**Task brief**
A verbatim reproduction of the lines below, from the line containing "pub struct Summary" through the line containing "fn collect(system: &StationSystem, horizon: Time)", both ends included, is the whole required output.

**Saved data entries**
*** Block opens ***
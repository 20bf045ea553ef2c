use crate::config::{validate_settings, Id, SimulationSettings};
use crate::discrete_system::{DiscreteSystem, Event as SystemEvent, Time};
use crate::station::{Component, Event, GasStation};
use crate::station::car_dispatcher::CarDispatcher;
use crate::station::monitor::{MemorySink, Sample, SampleSink};
use crate::station::pump_breaker::PumpBreaker;
use crate::station::record::CustomerRecord;
use failure::Error;
use serde::Serialize;
use std::collections::BTreeMap;
use tracing::info;

pub type StationSystem = DiscreteSystem<Event, Component, GasStation>;

/// Everything a finished run leaves behind.
#[derive(Debug, Clone, Serialize)]
pub struct SimulationResult {
    pub horizon: Time,
    /// Cars that arrived, admitted or not. Numbers `0..arrivals` were handed
    /// out; the ones missing from `records` were still at the station.
    pub arrivals: Id,
    pub breakdowns: u32,
    /// Departed and rejected cars, in the order they were settled.
    pub records: Vec<CustomerRecord>,
    pub monitored: BTreeMap<String, Vec<Sample>>,
}

#[derive(Debug, Clone, PartialEq, Serialize)]
pub struct Summary {
    pub arrivals: Id,
    pub departed: usize,
    pub rejected: usize,
    pub still_at_station: usize,
    pub hot_dogs: usize,
    pub fuel_sold: u64,
    pub interruptions: u32,
    pub breakdowns: u32,
    pub mean_wait_for_pump: Option<f64>,
}

impl SimulationResult {
    fn collect(system: &StationSystem, horizon: Time) -> SimulationResult {
        let mut arrivals = 0;
        let mut breakdowns = 0;

        for component in system.components.values() {
            match component {
                Component::CarDispatcher(dispatcher) => arrivals = dispatcher.arrivals(),
                Component::PumpBreaker(breaker) => breakdowns = breaker.breakdowns(),
                Component::Customer(_) => {}
            }
        }

        SimulationResult {
            horizon,
            arrivals,
            breakdowns,
            records: system.world.results.clone(),
            monitored: system.world.pool.monitored(),
        }
    }

    /// Records ordered by car number, which is the order the cars arrived in.
    pub fn records_by_arrival(&self) -> Vec<CustomerRecord> {
        let mut records = self.records.clone();

        records.sort_by_key(|record| record.number);

        records
    }

    pub fn departed(&self) -> impl Iterator<Item = &CustomerRecord> {
        self.records.iter().filter(|record| record.admitted)
    }

    pub fn rejected(&self) -> impl Iterator<Item = &CustomerRecord> {
        self.records.iter().filter(|record| !record.admitted)
    }

    pub fn summary(&self) -> Summary {
        let visits: Vec<_> = self.departed().filter_map(|record| record.visit.as_ref()).collect();
        let waits: Vec<_> = self.departed().filter_map(|record| record.waiting_for_pump()).collect();

        Summary {
            arrivals: self.arrivals,
            departed: visits.len(),
            rejected: self.rejected().count(),
            still_at_station: self.arrivals as usize - self.records.len(),
            hot_dogs: visits.iter().filter(|visit| visit.eating).count(),
            fuel_sold: visits.iter().map(|visit| visit.fuel_needed).sum(),
            interruptions: visits.iter().map(|visit| visit.interruptions).sum(),
            breakdowns: self.breakdowns,
            mean_wait_for_pump: if waits.is_empty() {
                None
            } else {
                Some(waits.iter().sum::<Time>() as f64 / waits.len() as f64)
            },
        }
    }
}

pub struct GasStationSimulator {
    settings: SimulationSettings,
}

impl GasStationSimulator {
    pub fn new(settings: SimulationSettings) -> Result<GasStationSimulator, Error> {
        validate_settings(&settings)?;

        Ok(GasStationSimulator { settings })
    }

    /// A started system: the pump breaker and the car dispatcher have
    /// scheduled their first events.
    pub fn bootstrap(&self, sink: Box<dyn SampleSink>) -> StationSystem {
        let mut system = DiscreteSystem::new(GasStation::new(self.settings.clone(), sink));

        system.register_component(PumpBreaker::new().into());
        system.register_component(CarDispatcher::new().into());

        info!("[ENVIRONMENT] Environment set.");

        system.start();

        system
    }

    pub fn run(&self, horizon: Time) -> SimulationResult {
        let mut system = self.bootstrap(Box::new(MemorySink::new()));

        system.run_until(horizon);

        Self::finish(system, horizon)
    }

    /// Runs until `horizon`, flushing monitors into `sink` and handing every
    /// processed batch of events to `observer`.
    pub fn run_with<F>(&self, horizon: Time, sink: Box<dyn SampleSink>, observer: F) -> SimulationResult
        where F: FnMut(&StationSystem, &[SystemEvent<Event>])
    {
        let mut system = self.bootstrap(sink);

        system.run_until_with(horizon, observer);

        Self::finish(system, horizon)
    }

    fn finish(mut system: StationSystem, horizon: Time) -> SimulationResult {
        system.world.pool.flush();

        SimulationResult::collect(&system, horizon)
    }
}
*** Block closes ***
**Exercise output**
pub struct Summary {
    pub arrivals: Id,
    pub departed: usize,
    pub rejected: usize,
    pub still_at_station: usize,
    pub hot_dogs: usize,
    pub fuel_sold: u64,
    pub interruptions: u32,
    pub breakdowns: u32,
    pub mean_wait_for_pump: Option<f64>,
}

impl SimulationResult {
    fn collect(system: &StationSystem, horizon: Time) -> SimulationResult {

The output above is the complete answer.